Los chinos parecen estar aprendiéndolo con vigor y rigor, lo mismo que los europeos de Occidente, lo que hace más incierto el panorama dominado por la carrera de poder implantada en el corazón de Centro Europa, nada menos que en Alemania y, desde luego, en la espina dorsal de Norteamérica una vez reconquistada la Oficina Oval de la Casa Blanca y puestos a trabajar los peones de una presidencia que sueña con ser imperial. Y ahí estamos nosotros, junto con el resto de la deshilachada región que alguna vez el historiador Alain Rouquié bautizó como “Extremo Occidente”.
El día 20 será todo lo simbólico que los mil y una aprendices de brujo quieran, pero los símbolos definen y redefinen coordenadas y, en no pocas ocasiones, marcan perspectivas y delinean porvenires. Para nosotros, habitantes del epicentro redefinido por el “hiperglobalismo” (Dani Rodrik), nos queda la revisión del T-MEC como la factura de una ambición que, al tiempo que se afirma soberana, intenta ser la más cosmopolita de las formuladas en estas tres décadas de emergencia, auge y caída de los mundos imaginados después de la guerra fría.
Ni modo, pero aquella revolución capitalista de ellos y para ellos devino en mala broma; de afirmación de la libertad a sometimiento a las razones de Estado, como ha sucedido en el “viejo Este” europeo; y de búsqueda de una ruta original de desarrollo capitalista, para aterrizar en uno de los más salvajes modos de producir y distribuir o de no hacerlo, como ocurre en Centroamérica y Venezuela, y en Argentina, hoy patria ensombrecida de Borges y Sarmiento.
Esto no ha sido sino un mal remedo de aquella “Gran Transformación” que Polanyi estudió como el matraz donde se fraguó la enorme tragedia de la primera mitad del siglo XX, con todo y su apocalíptico final en Hiroshima y Nagasaki. Nada que pueda asustarnos, a pesar de que esas imágenes y descalabros portentosos vuelvan a nosotros y algunos se obstinen en reditarlos.

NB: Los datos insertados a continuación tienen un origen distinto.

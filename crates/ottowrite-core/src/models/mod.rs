//! Data models for the access-control core
//!
//! Organized by domain: capability tokens, per-submission access rules,
//! watermarks, audit logging, and partner verification.

mod access;
mod audit;
mod share;
mod token;
mod verification;
mod watermark;

// Re-export all models for convenient imports
pub use access::*;
pub use audit::*;
pub use share::*;
pub use token::*;
pub use verification::*;
pub use watermark::*;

De pregonar el fin del neoliberalismo, cotidiana homilía de los mandatarios de nuestra Cuarta Transformación, pasamos a su absurda repetición, pero con otros nombres. Seguir sometiendo al Estado y a una mayoría de mexicanos a una corrosiva “consolidación fiscal” puede pretenderse acción purificadora del “humanismo mexicano”, pero vaya que ha causado y seguirá causando daños a lo ya dañado; no sólo la salud y a la educación, sino a la posibilidad de concretar proyectos de infraestructura tímidamente esbozados.
Adelgazar al Estado, como ha dicho Stiglitz sobre la otra revolución trumpiana, mediante su achicamiento y anulación de sus capacidades de gasto e inversión, puede reclamar de un Houdini para realizarse, pero de aprendices de brujo está plagado este sendero.

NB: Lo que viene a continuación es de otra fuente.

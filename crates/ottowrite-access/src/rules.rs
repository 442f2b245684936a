//! Access rule evaluation.
//!
//! Checks run in a fixed short-circuit order - expiry, then session cap, then
//! IP, then device - because each is cheaper and more definitive than the
//! next. Denials are routine outcomes carried as data, never errors.

use ottowrite_core::models::{
    AccessAction, AccessControlRules, AccessDecision, AccessRequestContext, Permission,
};

pub const REASON_EXPIRED: &str = "Access has expired";
pub const REASON_SESSION: &str = "Session time limit exceeded";
pub const REASON_IP: &str = "IP address not authorized";
pub const REASON_DEVICE: &str = "Device not authorized";
pub const REASON_ACTION_DISABLED: &str = "Action not permitted by share settings";

/// Decide whether a request is allowed under `rules`.
///
/// Empty allow-lists mean "no restriction"; a non-empty list denies when the
/// corresponding request attribute is absent or not listed.
pub fn evaluate(rules: &AccessControlRules, ctx: &AccessRequestContext) -> AccessDecision {
    if let Some(expiry) = rules.expiry_date {
        if ctx.current_time > expiry {
            return AccessDecision::deny(REASON_EXPIRED);
        }
    }

    if let (Some(cap_minutes), Some(duration)) =
        (rules.max_session_minutes, ctx.session_duration_secs)
    {
        if duration > cap_minutes * 60 {
            return AccessDecision::deny(REASON_SESSION);
        }
    }

    if !rules.ip_restrictions.is_empty() {
        let permitted = ctx
            .ip_address
            .as_ref()
            .is_some_and(|ip| rules.ip_restrictions.iter().any(|allowed| allowed == ip));
        if !permitted {
            return AccessDecision::deny(REASON_IP);
        }
    }

    if !rules.device_restrictions.is_empty() {
        let permitted = ctx.device_fingerprint.as_ref().is_some_and(|fp| {
            rules.device_restrictions.iter().any(|allowed| allowed == fp)
        });
        if !permitted {
            return AccessDecision::deny(REASON_DEVICE);
        }
    }

    AccessDecision::allow()
}

/// Permission a mutating action requires, or `None` for view-type actions
/// (viewing is authorized by the token itself, not this check).
pub fn required_permission(action: AccessAction) -> Option<Permission> {
    match action {
        AccessAction::DownloadAttempted => Some(Permission::Download),
        AccessAction::PrintAttempted => Some(Permission::Print),
        AccessAction::CopyAttempted => Some(Permission::Copy),
        // Re-sharing hands the recipient a copy; it requires the same
        // permission as downloading one.
        AccessAction::ShareAttempted => Some(Permission::Download),
        _ => None,
    }
}

/// Whether `action` is unauthorized under `permissions`; returns the missing
/// permission when it is.
pub fn unauthorized_action(action: AccessAction, permissions: &[Permission]) -> Option<Permission> {
    match required_permission(action) {
        Some(required) if !permissions.contains(&required) => Some(required),
        _ => None,
    }
}

/// Whether the share's own settings allow `action`. The flags narrow what the
/// token grants; an action needs both its permission and its flag.
pub fn action_allowed_by_rules(rules: &AccessControlRules, action: AccessAction) -> bool {
    match action {
        AccessAction::DownloadAttempted => rules.allow_download,
        AccessAction::PrintAttempted => rules.allow_print,
        AccessAction::CopyAttempted => rules.allow_copy,
        AccessAction::ShareAttempted => rules.allow_download,
        _ => true,
    }
}

#[cfg(test)]
mod tests {
    use super::*;
    use chrono::{Duration, Utc};

    fn open_rules() -> AccessControlRules {
        AccessControlRules::default()
    }

    fn ctx(ip: Option<&str>, device: Option<&str>) -> AccessRequestContext {
        AccessRequestContext::now(ip.map(String::from), device.map(String::from))
    }

    #[test]
    fn test_no_restrictions_allows() {
        let decision = evaluate(&open_rules(), &ctx(None, None));
        assert!(decision.allowed);
        assert!(decision.reason.is_none());
    }

    #[test]
    fn test_past_expiry_always_denies() {
        let mut rules = open_rules();
        rules.expiry_date = Some(Utc::now() - Duration::days(1));
        rules.ip_restrictions = vec!["10.0.0.1".to_string()];

        // Denied even when the IP would match.
        let decision = evaluate(&rules, &ctx(Some("10.0.0.1"), None));
        assert!(!decision.allowed);
        assert_eq!(decision.reason.as_deref(), Some(REASON_EXPIRED));
    }

    #[test]
    fn test_future_expiry_allows() {
        let mut rules = open_rules();
        rules.expiry_date = Some(Utc::now() + Duration::days(7));
        assert!(evaluate(&rules, &ctx(None, None)).allowed);
    }

    #[test]
    fn test_ip_allow_list() {
        let mut rules = open_rules();
        rules.ip_restrictions = vec!["10.0.0.1".to_string(), "10.0.0.2".to_string()];

        assert!(evaluate(&rules, &ctx(Some("10.0.0.2"), None)).allowed);

        let denied = evaluate(&rules, &ctx(Some("192.168.1.1"), None));
        assert_eq!(denied.reason.as_deref(), Some(REASON_IP));

        // Absent IP with a non-empty list denies too.
        let absent = evaluate(&rules, &ctx(None, None));
        assert_eq!(absent.reason.as_deref(), Some(REASON_IP));
    }

    #[test]
    fn test_device_allow_list() {
        let mut rules = open_rules();
        rules.device_restrictions = vec!["fp_abc123".to_string()];

        assert!(evaluate(&rules, &ctx(None, Some("fp_abc123"))).allowed);

        let denied = evaluate(&rules, &ctx(None, Some("fp_other")));
        assert_eq!(denied.reason.as_deref(), Some(REASON_DEVICE));
    }

    #[test]
    fn test_empty_lists_never_deny() {
        // Empty means "no restriction", not "deny all".
        let rules = open_rules();
        assert!(evaluate(&rules, &ctx(Some("203.0.113.9"), Some("fp_x"))).allowed);
        assert!(evaluate(&rules, &ctx(None, None)).allowed);
    }

    #[test]
    fn test_ip_checked_before_device() {
        let mut rules = open_rules();
        rules.ip_restrictions = vec!["10.0.0.1".to_string()];
        rules.device_restrictions = vec!["fp_abc".to_string()];

        let decision = evaluate(&rules, &ctx(Some("8.8.8.8"), Some("fp_nope")));
        assert_eq!(decision.reason.as_deref(), Some(REASON_IP));
    }

    #[test]
    fn test_session_cap_enforced() {
        let mut rules = open_rules();
        rules.max_session_minutes = Some(30);

        let within = ctx(None, None).with_session_duration(Some(29 * 60));
        assert!(evaluate(&rules, &within).allowed);

        // At the cap still allows; only exceeding it denies.
        let at_cap = ctx(None, None).with_session_duration(Some(30 * 60));
        assert!(evaluate(&rules, &at_cap).allowed);

        let over = ctx(None, None).with_session_duration(Some(30 * 60 + 1));
        let denied = evaluate(&rules, &over);
        assert!(!denied.allowed);
        assert_eq!(denied.reason.as_deref(), Some(REASON_SESSION));
    }

    #[test]
    fn test_session_cap_needs_both_sides() {
        // No cap configured: any duration passes.
        let no_cap = ctx(None, None).with_session_duration(Some(10 * 3600));
        assert!(evaluate(&open_rules(), &no_cap).allowed);

        // Cap configured but no duration reported: nothing to compare.
        let mut rules = open_rules();
        rules.max_session_minutes = Some(30);
        assert!(evaluate(&rules, &ctx(None, None)).allowed);
    }

    #[test]
    fn test_expiry_checked_before_session_cap() {
        let mut rules = open_rules();
        rules.expiry_date = Some(Utc::now() - Duration::days(1));
        rules.max_session_minutes = Some(30);

        let over = ctx(None, None).with_session_duration(Some(3600));
        assert_eq!(
            evaluate(&rules, &over).reason.as_deref(),
            Some(REASON_EXPIRED)
        );
    }

    #[test]
    fn test_action_flags_narrow_the_token() {
        let mut rules = open_rules();
        rules.allow_print = true;

        assert!(action_allowed_by_rules(&rules, AccessAction::PrintAttempted));
        assert!(!action_allowed_by_rules(&rules, AccessAction::DownloadAttempted));
        assert!(!action_allowed_by_rules(&rules, AccessAction::CopyAttempted));
        // Re-sharing rides on the download flag, like its permission.
        assert!(!action_allowed_by_rules(&rules, AccessAction::ShareAttempted));
        rules.allow_download = true;
        assert!(action_allowed_by_rules(&rules, AccessAction::ShareAttempted));

        // View actions are never gated by the flags.
        assert!(action_allowed_by_rules(&open_rules(), AccessAction::ViewFull));
        assert!(action_allowed_by_rules(&open_rules(), AccessAction::SessionEnd));
    }

    #[test]
    fn test_unauthorized_action_mapping() {
        let perms = vec![Permission::View, Permission::Print];
        assert_eq!(
            unauthorized_action(AccessAction::DownloadAttempted, &perms),
            Some(Permission::Download)
        );
        assert_eq!(unauthorized_action(AccessAction::PrintAttempted, &perms), None);
        assert_eq!(
            unauthorized_action(AccessAction::CopyAttempted, &perms),
            Some(Permission::Copy)
        );
        assert_eq!(
            unauthorized_action(AccessAction::ShareAttempted, &perms),
            Some(Permission::Download)
        );
    }

    #[test]
    fn test_view_actions_always_authorized_here() {
        assert_eq!(unauthorized_action(AccessAction::ViewFull, &[]), None);
        assert_eq!(unauthorized_action(AccessAction::ViewQuery, &[]), None);
        assert_eq!(unauthorized_action(AccessAction::SessionStart, &[]), None);
    }
}
//! OttoWrite Partner Verification
//!
//! Scores partner credential submissions and assigns discrete trust levels.

pub mod scorer;

pub use scorer::{
    calculate_score, evaluate, evaluate_criteria, verification_level, VerificationOutcome,
};
//! Watermark identifier generation.
//!
//! Identifiers mix the share identifiers with the current time and CSPRNG
//! bytes before hashing, so they are never reproducible from public inputs.
//! The random component makes collisions negligible; no uniqueness check is
//! performed. The weak rolling hash used for device fingerprints must never be
//! used here.

use chrono::Utc;
use rand::Rng;
use sha2::{Digest, Sha256};
use uuid::Uuid;

/// Length of the identifier in hex characters.
pub const WATERMARK_ID_LEN: usize = 32;

/// Generate a fresh watermark identifier for one share event.
pub fn generate_watermark_id(submission_id: Uuid, partner_id: Uuid, user_id: Uuid) -> String {
    let mut rng = rand::rng();
    let nonce: [u8; 8] = rng.random();
    let material = format!(
        "{}|{}|{}|{}|{}",
        submission_id,
        partner_id,
        user_id,
        Utc::now().timestamp_millis(),
        hex::encode(nonce)
    );
    let digest = Sha256::digest(material.as_bytes());
    hex::encode(digest)[..WATERMARK_ID_LEN].to_string()
}

#[cfg(test)]
mod tests {
    use super::*;

    #[test]
    fn test_id_is_32_hex_chars() {
        let id = generate_watermark_id(Uuid::new_v4(), Uuid::new_v4(), Uuid::new_v4());
        assert_eq!(id.len(), WATERMARK_ID_LEN);
        assert!(id.chars().all(|c| c.is_ascii_hexdigit()));
    }

    #[test]
    fn test_same_inputs_give_distinct_ids() {
        let (s, p, u) = (Uuid::new_v4(), Uuid::new_v4(), Uuid::new_v4());
        let a = generate_watermark_id(s, p, u);
        let b = generate_watermark_id(s, p, u);
        assert_ne!(a, b, "random component must make ids unique");
    }
}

Vendrá el Plan Nacional de Desarrollo que no será, pero sí será el bienvenido Plan México, pero los resortes básicos de la política y la acción pública, encabezada por el Estado, están contrahechos. Años de penurias fiscales y austeridades franciscanas impuestas por varios gobiernos, respetuosamente seguidas por el anterior gobierno de la 4T y que el actual presume continuar, han minado gravemente la salud del Estado.

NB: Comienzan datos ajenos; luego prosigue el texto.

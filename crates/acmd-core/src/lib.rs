// This Source Code Form is subject to the terms of the Mozilla Public
// License, v. 2.0. If a copy of the MPL was not distributed with this
// file, You can obtain one at https://mozilla.org/MPL/2.0/.
//
// Copyright (c) 2025 Pegasus Heavy Industries, LLC

//! # acmd-core
//!
//! The resolution engine behind the `acmd` module registry.
//!
//! Code units declare named, optionally versioned modules with a factory;
//! other code asks for a module by name and gets its exports once every
//! dependency the factory requires has resolved.
//!
//! - Factories run lazily, at most once per definition
//! - Concurrent requests share one resolution and one result
//! - Requests for modules not yet defined wait for the definition
//! - Circular dependencies fail with the full chain, e.g. `a => b => a`
//!
//! The engine does not spawn tasks or depend on a particular runtime;
//! whoever awaits a resolution drives it. That includes waiters: defining
//! a module they wait for hands them the resolution, and polling it is
//! what runs the factory.
//!
//! ## Quick Start
//!
//! ```
//! use acmd_core::{factory, Registry};
//!
//! # futures::executor::block_on(async {
//! let registry = Registry::new();
//! registry.define("greeter", factory!(|require, exports, _module| {
//!     let words = require.require("words").await?;
//!     exports.set("greeting", format!("{} world", words.get("hello").unwrap_or_default()));
//!     Ok(None)
//! }))?;
//! registry.define("words", acmd_core::record! { "hello" => "hello" })?;
//!
//! let greeter = registry.use_module("greeter").await?;
//! assert_eq!(greeter.get("greeting").unwrap().as_str(), Some("hello world"));
//! # Ok::<(), acmd_core::ModuleError>(())
//! # }).unwrap();
//! ```

#![warn(missing_docs)]
#![warn(clippy::all)]

mod macros;

pub mod config;
pub mod error;
pub mod module_system;
pub mod value;

// Re-exports
pub use config::{OrphanPolicy, Redefinition, RegistryConfig};
pub use error::{ModuleError, Result};
pub use module_system::{
    Exports, Factory, FactoryFuture, FactoryResult, Module, ModuleDescriptor, ModuleResolver,
    Registry, RegistryState, Require, ResolutionChain, ResolveFuture,
};
pub use value::{NativeFunction, Record, Value};

/// Version of the acmd-core crate
pub const VERSION: &str = env!("CARGO_PKG_VERSION");
// This Source Code Form is subject to the terms of the Mozilla Public
// License, v. 2.0. If a copy of the MPL was not distributed with this
// file, You can obtain one at https://mozilla.org/MPL/2.0/.
//
// Copyright (c) 2025 Pegasus Heavy Industries, LLC

//! Module factories

use crate::error::{ModuleError, Result};
use crate::module_system::module::{Exports, Module};
use crate::module_system::require::Require;
use crate::value::{Record, Value};
use futures::future::{self, BoxFuture, FutureExt};
use std::fmt;
use std::future::Future;
use std::sync::Arc;

/// Outcome of a factory: `Some(record)` is merged onto the exports
pub type FactoryResult = anyhow::Result<Option<Record>>;

/// Future returned by a function factory
pub type FactoryFuture = BoxFuture<'static, FactoryResult>;

type FactoryFn = dyn Fn(Require, Exports, Module) -> FactoryFuture + Send + Sync;

/// Supplies a module's exports
#[derive(Clone)]
pub enum Factory {
    /// Called with `(require, exports, module)` when the module is first used
    Function(Arc<FactoryFn>),
    /// Already-resolved exports
    Static(Record),
}

impl Factory {
    /// Create an async function factory
    pub fn new<F, Fut>(f: F) -> Self
    where
        F: Fn(Require, Exports, Module) -> Fut + Send + Sync + 'static,
        Fut: Future<Output = FactoryResult> + Send + 'static,
    {
        Factory::Function(Arc::new(move |require, exports, module| {
            f(require, exports, module).boxed()
        }))
    }

    /// Create a factory from a synchronous function
    pub fn sync<F>(f: F) -> Self
    where
        F: Fn(Require, Exports, Module) -> FactoryResult + Send + Sync + 'static,
    {
        Factory::Function(Arc::new(move |require, exports, module| {
            future::ready(f(require, exports, module)).boxed()
        }))
    }

    /// Create a data module
    pub fn data(record: Record) -> Self {
        Factory::Static(record)
    }

    /// Create a data module from a JSON object
    pub fn from_json(json: serde_json::Value) -> Result<Self> {
        match Value::from_json(&json) {
            Value::Object(record) => Ok(Factory::Static(record)),
            other => Err(ModuleError::configuration(format!(
                "factory should be a function or object, got {}",
                other.type_of()
            ))),
        }
    }

    /// Returns true for data modules
    pub fn is_static(&self) -> bool {
        matches!(self, Factory::Static(_))
    }
}

impl From<Record> for Factory {
    fn from(record: Record) -> Self {
        Factory::Static(record)
    }
}

impl fmt::Debug for Factory {
    fn fmt(&self, f: &mut fmt::Formatter<'_>) -> fmt::Result {
        match self {
            Factory::Function(_) => write!(f, "Factory::Function"),
            Factory::Static(record) => f.debug_tuple("Factory::Static").field(record).finish(),
        }
    }
}

#[cfg(test)]
mod tests {
    use super::*;
    use serde_json::json;

    #[test]
    fn test_from_json_object() {
        let factory = Factory::from_json(json!({ "value": 4 })).unwrap();
        match factory {
            Factory::Static(record) => assert_eq!(record["value"], Value::Number(4.0)),
            other => panic!("unexpected factory: {other:?}"),
        }
    }

    #[test]
    fn test_from_json_rejects_scalars() {
        for json in [json!(4), json!("text"), json!(null), json!([1, 2])] {
            let err = Factory::from_json(json).unwrap_err();
            assert!(matches!(err, ModuleError::Configuration(_)));
            assert!(err.to_string().contains("factory should be a function or object"));
        }
    }

    #[test]
    fn test_sync_factory_is_function() {
        let factory = Factory::sync(|_, _, _| Ok(None));
        assert!(!factory.is_static());
    }
}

Cierto que el equilibrio fiscal puede lograrse reduciendo el gasto o aumentando los ingresos, pero también con un crecimiento mayor que sostenga la actividad empresarial y aliente esfuerzos de asociación e innovación al amparo de un libre comercio amenazado no sólo por Trump, sino por las inestabilidades inherentes de la economía y que la política reproduce de manera ampliada.
Es necesario afrontar los desequilibrios originales, pero es imprescindible que el gobierno se decida, ahora sí, a proponer una reforma tributaria recaudatoria y redistributiva, desarrollista. También entender que sin crecimiento sostenido de la economía y sin una política reformista y reformadora, que en nuestro caso tiene que empezar por el fisco, sin espantar(se) con la deuda, no habrá desarrollo, y México no será socio ni cooperativo de la integración regional, sino un espacio intermitente de disputas, caídas y rescates. Así pasen cien días o años, México no tendrá nada que festejar.